Fast, high reliability dynamic memory manager
A method and apparatus for allocating and deallocating memory in a multi-processing system. Each unit of user memory has an associated control block. All units of user memory are contiguous as are all control blocks. Available user memory blocks are stored in linked lists, one linked list for each range of user memory block sizes. When a user memory block is allocated, a memory block is seized using a linked list of adequate size memory blocks; the surplus of the adequate size memory block beyond what is needed in the request for user memory is retained as available user memory and is added to another appropriate linked list of available memory. When deallocating, both the memory block being deallocated and, if available, the previous and/or next memory block are added to create a merged memory block. The merged memory block is then restored as available memory and added to the appropriate one of the linked lists of available memory blocks while the previous and/or next memory blocks, if available, are removed from the list of available memory blocks of the size of the previous or next block.
This invention relates to a method and apparatus for the dynamic allocation and deallocation of random access memory of a processor.

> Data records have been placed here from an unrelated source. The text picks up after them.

fn decode_ascii(token: &str, field: &Field) -> Result<f64> {
    let invalid = || Error::Parse(format!("Invalid number '{}' in field '{}'", token, field.name));
    if field.is_packed_color() {
        return match field.kind {
            'F' => token
                .parse::<f32>()
                .map(|v| v.to_bits() as f64)
                .map_err(|_| invalid()),
            _ => token.parse::<u32>().map(f64::from).map_err(|_| invalid()),
        };
    }
    // PCL writes "nan" for holes
    token.parse::<f64>().map_err(|_| invalid())
}

enum ColorLayout {
    Packed(usize),
    Channels([usize; 3]),
}

/// Collects decoded rows (first element of every field) into a cloud.
/// Upper bound on the up-front allocation; `POINTS` comes from the file.
const MAX_PREALLOCATED_POINTS: usize = 1 << 20;

struct CloudBuilder {
    xyz: [usize; 3],
    normal: Option<[usize; 3]>,
    color: Option<ColorLayout>,
    points: Vec<Point3<f64>>,
    normals: Vec<Vector3<f64>>,
    colors: Vec<Point3<f64>>,
    skipped: usize,
}

impl CloudBuilder {
    fn new(header: &PcdHeader) -> Result<Self> {
        let xyz = match (
            header.position(&["x"]),
            header.position(&["y"]),
            header.position(&["z"]),
        ) {
            (Some(x), Some(y), Some(z)) => [x, y, z],
            _ => {
                return Err(Error::InvalidData(
                    "PCD file has no x/y/z fields".to_string(),
                ))
            }
        };

        let normal = match (
            header.position(&["normal_x", "nx"]),
            header.position(&["normal_y", "ny"]),
            header.position(&["normal_z", "nz"]),
        ) {
            (Some(x), Some(y), Some(z)) => Some([x, y, z]),
            _ => None,
        };

        let color = match header.position(&["rgb", "rgba"]) {
            Some(i) => Some(ColorLayout::Packed(i)),
            None => match (
                header.position(&["r"]),
                header.position(&["g"]),
                header.position(&["b"]),
            ) {
                (Some(r), Some(g), Some(b)) => Some(ColorLayout::Channels([r, g, b])),
                _ => None,
            },
        };

        Ok(Self {
            xyz,
            normal,
            color,
            points: Vec::with_capacity(header.points.min(MAX_PREALLOCATED_POINTS)),
            normals: Vec::new(),
            colors: Vec::new(),
            skipped: 0,
        })
    }

    fn push(&mut self, row: &[f64]) {
        let [x, y, z] = self.xyz.map(|i| row[i]);
        if !(x.is_finite() && y.is_finite() && z.is_finite()) {
            self.skipped += 1;
            return;
        }
        self.points.push(Point3::new(x, y, z));

        if let Some([nx, ny, nz]) = self.normal {
            self.normals.push(Vector3::new(row[nx], row[ny], row[nz]));
        }

        match self.color {
            Some(ColorLayout::Packed(i)) => {
                let packed = row[i] as u32;
                let r = ((packed >> 16) & 0xFF) as f64 / 255.0;
                let g = ((packed >> 8) & 0xFF) as f64 / 255.0;
                let b = (packed & 0xFF) as f64 / 255.0;
                self.colors.push(Point3::new(r, g, b));
            }
            Some(ColorLayout::Channels([ri, gi, bi])) => {
                // Assume 0-255 range if values are large
                let norm = |v: f64| if v > 1.0 { v / 255.0 } else { v };
                self.colors
                    .push(Point3::new(norm(row[ri]), norm(row[gi]), norm(row[bi])));
            }
            None => {}
        }
    }

    fn finish(self) -> PointCloud {
        if self.skipped > 0 {
            tracing::debug!(skipped = self.skipped, "dropped non-finite PCD points");
        }
        let mut cloud = PointCloud::new(self.points);
        if self.normal.is_some() {
            cloud.normals = Some(self.normals);
        }
        if self.color.is_some() {
            cloud.colors = Some(self.colors);
        }
        cloud
    }
}

/// Read a PCD file
///
/// # Arguments
///
/// * `reader` - Source positioned at the start of the header
///
/// # Returns
///
/// The cloud with normals and colors when the file has them. Points with a
/// non-finite coordinate are skipped.
///
/// # Errors
///
/// * `Error::Parse` - malformed header
/// * `Error::InvalidData` - body shorter than `POINTS` or sizes that overflow
/// * `Error::UnsupportedFormat` - `binary_compressed` data
pub fn read_pcd<R: BufRead>(mut reader: R) -> Result<PointCloud> {
    let header = read_header(&mut reader)?;
    let mut builder = CloudBuilder::new(&header)?;
    let mut row = vec![0.0; header.fields.len()];

    match header.data {
        PcdData::Ascii => {
            // Column of the first element of every field
            let columns: Vec<usize> = header
                .fields
                .iter()
                .scan(0, |col, f| {
                    let start = *col;
                    *col += f.count;
                    Some(start)
                })
                .collect();
            let width: usize = header.fields.iter().map(|f| f.count).sum();

            let mut read = 0;
            for line in reader.lines() {
                if read >= header.points {
                    break;
                }
                let line = line?;
                let line = line.trim();
                if line.is_empty() || line.starts_with('#') {
                    continue;
                }

                let tokens: Vec<&str> = line.split_whitespace().collect();
                if tokens.len() < width {
                    return Err(Error::InvalidData(format!(
                        "PCD point {} has {} values, expected {}",
                        read,
                        tokens.len(),
                        width
                    )));
                }
                for (slot, (field, &col)) in row.iter_mut().zip(header.fields.iter().zip(&columns)) {
                    *slot = decode_ascii(tokens[col], field)?;
                }
                builder.push(&row);
                read += 1;
            }

            if read < header.points {
                return Err(Error::InvalidData(format!(
                    "PCD declares {} points but holds {}",
                    header.points, read
                )));
            }
        }
        PcdData::Binary => {
            let row_bytes = match header.row_bytes() {
                Some(n) if n > 0 => n,
                _ => {
                    return Err(Error::InvalidData(
                        "PCD field sizes do not describe a point".to_string(),
                    ))
                }
            };
            if row_bytes.checked_mul(header.points).is_none() {
                return Err(Error::InvalidData(format!(
                    "PCD declares {} points of {} bytes",
                    header.points, row_bytes
                )));
            }

            let offsets: Vec<usize> = header
                .fields
                .iter()
                .scan(0, |offset, f| {
                    let start = *offset;
                    *offset += f.size * f.count;
                    Some(start)
                })
                .collect();

            let mut raw = vec![0u8; row_bytes];
            for index in 0..header.points {
                reader.read_exact(&mut raw).map_err(|e| {
                    Error::InvalidData(format!(
                        "PCD binary section ends at point {} of {}: {}",
                        index, header.points, e
                    ))
                })?;
                for (slot, (field, &offset)) in row.iter_mut().zip(header.fields.iter().zip(&offsets)) {
                    *slot = decode_binary(&raw[offset..], field)?;
                }
                builder.push(&row);
            }
        }
        PcdData::BinaryCompressed => {
            return Err(Error::UnsupportedFormat(
                "Binary compressed PCD not supported".to_string(),
            ))
        }
    }

    Ok(builder.finish())
}
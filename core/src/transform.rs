//! Rigid-body transforms in SE(3).
//!
//! A [`Transform`] wraps a 4×4 homogeneous matrix whose top-left 3×3 block is a
//! proper rotation (orthonormal, determinant +1) and whose last row is
//! `[0, 0, 0, 1]`. Raw matrices are validated when they enter the system
//! (pose files, initial guesses); transforms produced by the solvers are built
//! from rotations directly.

use crate::{Error, Result};
use nalgebra::{Matrix3, Matrix4, Point3, Rotation3, Unit, Vector3};
use std::fmt;

/// Tolerance used when checking orthonormality, determinant and the last row.
pub const SE3_TOLERANCE: f64 = 1e-6;

#[derive(Debug, Clone, Copy, PartialEq)]
pub struct Transform {
    matrix: Matrix4<f64>,
}

impl Transform {
    pub fn identity() -> Self {
        Self {
            matrix: Matrix4::identity(),
        }
    }

    /// Validate a raw homogeneous matrix.
    pub fn from_matrix(matrix: Matrix4<f64>) -> Result<Self> {
        if matrix.iter().any(|v| !v.is_finite()) {
            return Err(Error::MalformedTransform(
                "matrix contains non-finite values".to_string(),
            ));
        }

        let last_row = matrix.fixed_view::<1, 4>(3, 0);
        let expected = [0.0, 0.0, 0.0, 1.0];
        if last_row
            .iter()
            .zip(expected.iter())
            .any(|(a, b)| (a - b).abs() > SE3_TOLERANCE)
        {
            return Err(Error::MalformedTransform(format!(
                "last row must be [0 0 0 1], got [{} {} {} {}]",
                last_row[0], last_row[1], last_row[2], last_row[3]
            )));
        }

        let rotation: Matrix3<f64> = matrix.fixed_view::<3, 3>(0, 0).into_owned();
        let orthogonality_error = (rotation.transpose() * rotation - Matrix3::identity()).amax();
        if orthogonality_error > SE3_TOLERANCE {
            return Err(Error::MalformedTransform(format!(
                "rotation block is not orthonormal (max |RᵀR - I| = {:e})",
                orthogonality_error
            )));
        }

        let det = rotation.determinant();
        if (det - 1.0).abs() > SE3_TOLERANCE {
            return Err(Error::MalformedTransform(format!(
                "rotation determinant is {} instead of +1",
                det
            )));
        }

        let mut matrix = matrix;
        matrix
            .fixed_view_mut::<1, 4>(3, 0)
            .copy_from_slice(&expected);
        Ok(Self { matrix })
    }

    /// Row-major 16 values, as stored in pose records.
    pub fn from_row_slice(values: &[f64]) -> Result<Self> {
        if values.len() != 16 {
            return Err(Error::MalformedTransform(format!(
                "expected 16 values, got {}",
                values.len()
            )));
        }
        Self::from_matrix(Matrix4::from_row_slice(values))
    }

    pub fn from_parts(rotation: &Rotation3<f64>, translation: &Vector3<f64>) -> Self {
        let mut matrix = Matrix4::identity();
        matrix
            .fixed_view_mut::<3, 3>(0, 0)
            .copy_from(rotation.matrix());
        matrix.fixed_view_mut::<3, 1>(0, 3).copy_from(translation);
        Self { matrix }
    }

    pub fn from_translation(translation: Vector3<f64>) -> Self {
        Self::from_parts(&Rotation3::identity(), &translation)
    }

    /// Rotation of `angle` radians about `axis`, followed by `translation`.
    pub fn from_axis_angle(axis: &Vector3<f64>, angle: f64, translation: Vector3<f64>) -> Self {
        let rotation = Rotation3::from_axis_angle(&Unit::new_normalize(*axis), angle);
        Self::from_parts(&rotation, &translation)
    }

    pub fn matrix(&self) -> &Matrix4<f64> {
        &self.matrix
    }

    pub fn rotation(&self) -> Matrix3<f64> {
        self.matrix.fixed_view::<3, 3>(0, 0).into_owned()
    }

    pub fn translation(&self) -> Vector3<f64> {
        self.matrix.fixed_view::<3, 1>(0, 3).into_owned()
    }

    /// `self · other`: apply `other` first, then `self`.
    pub fn compose(&self, other: &Transform) -> Transform {
        Transform {
            matrix: self.matrix * other.matrix,
        }
    }

    pub fn inverse(&self) -> Transform {
        let r_inv = self.rotation().transpose();
        let t_inv = -r_inv * self.translation();
        let mut matrix = Matrix4::identity();
        matrix.fixed_view_mut::<3, 3>(0, 0).copy_from(&r_inv);
        matrix.fixed_view_mut::<3, 1>(0, 3).copy_from(&t_inv);
        Transform { matrix }
    }

    pub fn transform_point(&self, point: &Point3<f64>) -> Point3<f64> {
        self.matrix.transform_point(point)
    }

    pub fn transform_vector(&self, vector: &Vector3<f64>) -> Vector3<f64> {
        self.matrix.transform_vector(vector)
    }

    /// Rotation angle in radians, in `[0, π]`.
    pub fn rotation_angle(&self) -> f64 {
        let cos = ((self.rotation().trace() - 1.0) / 2.0).clamp(-1.0, 1.0);
        cos.acos()
    }

    pub fn translation_norm(&self) -> f64 {
        self.translation().norm()
    }

    /// Re-project the rotation block onto SO(3).
    ///
    /// Long chains of composed solver updates drift slightly off the manifold.
    pub fn orthonormalized(&self) -> Transform {
        let rotation = Rotation3::from_matrix_eps(&self.rotation(), 1e-12, 64, Rotation3::identity());
        Transform::from_parts(&rotation, &self.translation())
    }
}

impl Default for Transform {
    fn default() -> Self {
        Self::identity()
    }
}

impl fmt::Display for Transform {
    fn fmt(&self, f: &mut fmt::Formatter<'_>) -> fmt::Result {
        for r in 0..4 {
            let row = self.matrix.row(r);
            writeln!(f, "{} {} {} {}", row[0], row[1], row[2], row[3])?;
        }
        Ok(())
    }
}

#[cfg(test)]
mod tests {
    use super::*;
    use approx::assert_relative_eq;

    #[test]
    fn test_compose_with_inverse_is_identity() {
        let t = Transform::from_axis_angle(
            &Vector3::new(0.3, -1.0, 0.5),
            0.7,
            Vector3::new(1.0, 2.0, -3.0),
        );
        let id = t.compose(&t.inverse());
        assert_relative_eq!(*id.matrix(), Matrix4::identity(), epsilon = 1e-12);
    }

    #[test]
    fn test_rejects_scaled_rotation() {
        let mut m = Matrix4::identity();
        m[(0, 0)] = 2.0;
        assert!(matches!(
            Transform::from_matrix(m),
            Err(Error::MalformedTransform(_))
        ));
    }

    #[test]
    fn test_rejects_reflection() {
        let mut m = Matrix4::identity();
        m[(2, 2)] = -1.0;
        let err = Transform::from_matrix(m).unwrap_err();
        assert!(err.to_string().contains("determinant"));
    }

    #[test]
    fn test_rejects_projective_last_row() {
        let mut m = Matrix4::identity();
        m[(3, 0)] = 0.5;
        assert!(Transform::from_matrix(m).is_err());
    }

    #[test]
    fn test_rotation_angle() {
        let t = Transform::from_axis_angle(&Vector3::z(), 10f64.to_radians(), Vector3::zeros());
        assert_relative_eq!(t.rotation_angle().to_degrees(), 10.0, epsilon = 1e-9);
    }

    #[test]
    fn test_row_slice_round_trip() {
        let t = Transform::from_axis_angle(&Vector3::x(), 0.2, Vector3::new(0.1, 0.2, 0.3));
        let values: Vec<f64> = (0..4)
            .flat_map(|r| (0..4).map(move |c| (r, c)))
            .map(|(r, c)| t.matrix()[(r, c)])
            .collect();
        let parsed = Transform::from_row_slice(&values).unwrap();
        assert_relative_eq!(*parsed.matrix(), *t.matrix(), epsilon = 1e-15);
    }
}
use crate::point_cloud::PointCloud;

/// The accumulated global point cloud.
///
/// Readers see either the state before a merge or the state after it. A merge
/// builds its new cloud separately and hands it over through [`Model::commit`].
#[derive(Debug, Clone, Default)]
pub struct Model {
    cloud: PointCloud,
    frames_merged: usize,
}

impl Model {
    pub fn new() -> Self {
        Self::default()
    }

    pub fn cloud(&self) -> &PointCloud {
        &self.cloud
    }

    pub fn len(&self) -> usize {
        self.cloud.len()
    }

    pub fn is_empty(&self) -> bool {
        self.cloud.is_empty()
    }

    pub fn frames_merged(&self) -> usize {
        self.frames_merged
    }

    /// Replace the whole state in one step.
    pub fn commit(&mut self, cloud: PointCloud, frames_merged: usize) {
        self.cloud = cloud;
        self.frames_merged = frames_merged;
    }

    pub fn into_cloud(self) -> PointCloud {
        self.cloud
    }
}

BACKGROUND OF THE INVENTIONProcessing systems, especially those employing a plurality of processes, usually need a dynamic memory allocation system to assign memory to each process as it is needed (allocation) and to free memory that is no longer needed so that it can be used by other processes (deallocation). In the prior art, existing memory managers suffer from one or more of the following problems.
1. The memory is distributed into multiple pools of different sized blocks so that memory can be seized both for processes that require small blocks of memory and for processes that require large blocks of memory. These pools are engineered based on general statistics and not on the particular needs of the moment. Furthermore, the number of pools and their associated block sizes forces allocation request sizes to be effectively rounded up to the block size associated with the target pool, wasting the unused portion of the allocated block.
2. The memory is in a single pool from which blocks of varying sizes can be allocated. This avoids the engineering issues but (de)allocation methods are often run-time inefficient or lead to excessive fragmentation of the pool. That is, the size of the largest available contiguous block of memory in the pool tends to shrink.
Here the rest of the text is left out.